Difficile immaginare una figura più refrattaria agli schemi, più poliedrica e meno convenzionale di Carlo Levi. Come definirlo? Medico, scrittore, pittore, intellettuale militante (la definizione di “intellettuale” non gli andava affatto a genio)? Ma anche poeta, pescatore, amante accanito, politico disilluso eppure tenace, viaggiatore.
Era nato a Torino il 29 novembre del 1902, e per i suoi cento e venti anni – che nell’immaginario ebraico sono il massimo e più ambito traguardo cui possa ambire una vita umana, raggiunto per ora solo dal biblico Mosè – la Fondazione Circolo dei Lettori lo ricorda ma soprattutto lo riscopre con una serie di iniziative che tentano, ma forse invano, di tenere fede a una poliedricità che è la sua vera, inimitabile cifra. Si tratta, insomma, di decifrare quel che nasconde, ma anche svela, quel suo sorriso vagamente ironico eppure sempre gentile, e quello sguardo che si spinge sempre un po’ più in là perché “Tutta la vita è lontano”, come scrive in una poesia del 1935, durante il tempo del confino in Lucania.

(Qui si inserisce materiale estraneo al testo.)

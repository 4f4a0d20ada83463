//! Rank command implementation
//!
//! Reads one raw METAR per line from a file, classifies each station and
//! prints them best flight category first.

use super::shared::{colorize_category, print_json};
use crate::cli::args::{OutputFormat, RankArgs};
use crate::config::DecoderConfig;
use crate::constants::REPORT_TYPES;
use crate::groups::parse_station_identifier;
use crate::ranking::{StationWeather, rank_stations};
use anyhow::{Context, Result};
use std::path::Path;
use tracing::{debug, info, warn};

/// Rank command runner
pub fn run_rank(args: &RankArgs, format: OutputFormat) -> Result<()> {
    args.validate()?;

    let reports = read_reports(&args.input_path)?;
    info!(
        "Read {} reports from {}",
        reports.len(),
        args.input_path.display()
    );

    let config = DecoderConfig::default();
    let wanted = args.stations.as_ref().map(|list| list.stations.as_slice());
    let ranked = rank_stations(build_stations(&reports, wanted, &config));

    match format {
        OutputFormat::Json => print_json(&ranked),
        OutputFormat::Human => {
            println!("{}", format_ranking(&ranked));
            Ok(())
        }
    }
}

/// Read non-blank, non-comment lines from a report file
pub fn read_reports(path: &Path) -> Result<Vec<String>> {
    let content = std::fs::read_to_string(path)
        .with_context(|| format!("Failed to read report file: {}", path.display()))?;

    Ok(content
        .lines()
        .map(str::trim)
        .filter(|line| !line.is_empty() && !line.starts_with('#'))
        .map(str::to_string)
        .collect())
}

/// Pair reports with stations.
///
/// Without a station list every report with a station identifier is used,
/// keeping the first report per station. With a list, each listed station
/// takes its first report, or none.
pub fn build_stations(
    reports: &[String],
    wanted: Option<&[String]>,
    config: &DecoderConfig,
) -> Vec<StationWeather> {
    let mut by_station: Vec<(String, &str)> = Vec::new();
    for report in reports {
        let Some(station) = report_station(report) else {
            warn!("Skipping report without station identifier: {}", report);
            continue;
        };
        if by_station.iter().any(|(known, _)| *known == station) {
            debug!("Ignoring later report for {}", station);
            continue;
        }
        by_station.push((station, report.as_str()));
    }

    match wanted {
        Some(stations) => stations
            .iter()
            .map(|icao| {
                let raw = by_station
                    .iter()
                    .find(|(station, _)| station == icao)
                    .map(|(_, raw)| *raw);
                if raw.is_none() {
                    warn!("No report for {}", icao);
                }
                StationWeather::with_config(icao.as_str(), raw, None, config)
            })
            .collect(),
        None => by_station
            .into_iter()
            .map(|(station, raw)| StationWeather::with_config(station, Some(raw), None, config))
            .collect(),
    }
}

/// Station identifier of a raw report, after an optional report-type keyword
fn report_station(report: &str) -> Option<String> {
    report
        .split_whitespace()
        .find(|word| !REPORT_TYPES.contains(word))
        .and_then(parse_station_identifier)
}

/// One line per station: rank, identifier, category, score, raw report
pub fn format_ranking(stations: &[StationWeather]) -> String {
    stations
        .iter()
        .enumerate()
        .map(|(index, station)| {
            format!(
                "{:>3}. {}  {:<7} {}  {}",
                index + 1,
                station.icao,
                colorize_category(station.category),
                station.score,
                station.raw_metar.as_deref().unwrap_or("-")
            )
        })
        .collect::<Vec<_>>()
        .join("\n")
}

#[cfg(test)]
mod tests {
    use super::*;
    use crate::models::FlightCategory;
    use std::io::Write;
    use tempfile::NamedTempFile;

    fn report_file(content: &str) -> NamedTempFile {
        let mut file = NamedTempFile::new().unwrap();
        file.write_all(content.as_bytes()).unwrap();
        file
    }

    #[test]
    fn test_read_reports_skips_comments_and_blanks() {
        let file = report_file(
            "# morning reports\n\nLFRN 151200Z 3000 BKN005\n   \nLFRB 151200Z CAVOK\n",
        );
        let reports = read_reports(file.path()).unwrap();
        assert_eq!(
            reports,
            vec!["LFRN 151200Z 3000 BKN005", "LFRB 151200Z CAVOK"]
        );
    }

    #[test]
    fn test_read_reports_missing_file() {
        let dir = tempfile::TempDir::new().unwrap();
        let err = read_reports(&dir.path().join("missing.txt")).unwrap_err();
        assert!(err.to_string().contains("Failed to read report file"));
    }

    #[test]
    fn test_build_and_rank_all_stations() {
        let file = report_file(
            "LFRN 151200Z 3000 BKN005\nLFRB 151200Z 00000KT CAVOK\nLFRN 151230Z 9999\nEGLL 151220Z 9999 BKN020\n",
        );
        let reports = read_reports(file.path()).unwrap();
        let ranked = rank_stations(build_stations(&reports, None, &DecoderConfig::default()));

        let order: Vec<_> = ranked
            .iter()
            .map(|s| (s.icao.as_str(), s.category))
            .collect();
        assert_eq!(
            order,
            vec![
                ("LFRB", FlightCategory::Cavok),
                ("EGLL", FlightCategory::Mvfr),
                ("LFRN", FlightCategory::Ifr),
            ]
        );
    }

    #[test]
    fn test_listed_station_without_report_is_unknown() {
        let reports = vec!["LFRN 151200Z 9999 FEW030".to_string()];
        let wanted = vec!["LFPG".to_string(), "LFRN".to_string()];
        let ranked = rank_stations(build_stations(
            &reports,
            Some(wanted.as_slice()),
            &DecoderConfig::default(),
        ));
        assert_eq!(ranked[0].icao, "LFRN");
        assert_eq!(ranked[0].score, 4);
        assert_eq!(ranked[1].icao, "LFPG");
        assert_eq!(ranked[1].category, FlightCategory::Unknown);
    }

    #[test]
    fn test_report_station() {
        assert_eq!(report_station("LFRN 151200Z 9999").as_deref(), Some("LFRN"));
        assert_eq!(report_station("METAR LFRB 151200Z CAVOK").as_deref(), Some("LFRB"));
        assert_eq!(report_station("SPECI EGLL 151220Z").as_deref(), Some("EGLL"));
        assert_eq!(report_station("151200Z LFRN 9999"), None);
        assert_eq!(report_station("METAR"), None);
    }

    #[test]
    fn test_format_ranking() {
        colored::control::set_override(false);
        let stations = vec![StationWeather::new("LFRB", Some("LFRB 151200Z CAVOK"), None)];
        assert_eq!(
            format_ranking(&stations),
            "  1. LFRB  CAVOK   5  LFRB 151200Z CAVOK"
        );
    }
}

L’unicità, e il fascino di Carlo Levi stanno già tutti lì, in quel suo rapporto di amore e dolcezza verso i luoghi dove viene esiliato dal regime fascista a seguito di una condanna per attività sovversiva e dopo due passaggi di qualche mese in carcere, l’ultimo a Regina Coeli fra il maggio e il luglio del 1935. Basti pensare a come lo patirono Cesare Pavese e Natalia Ginzburg, il confino rispettivamente in Calabria e Abruzzo: per il primo una stagione cupa da dimenticare e basta, per l’altra una sorta di spedizione forzata in una realtà parallela, un altro e primitivo pianeta disperatamente lontano anni luce.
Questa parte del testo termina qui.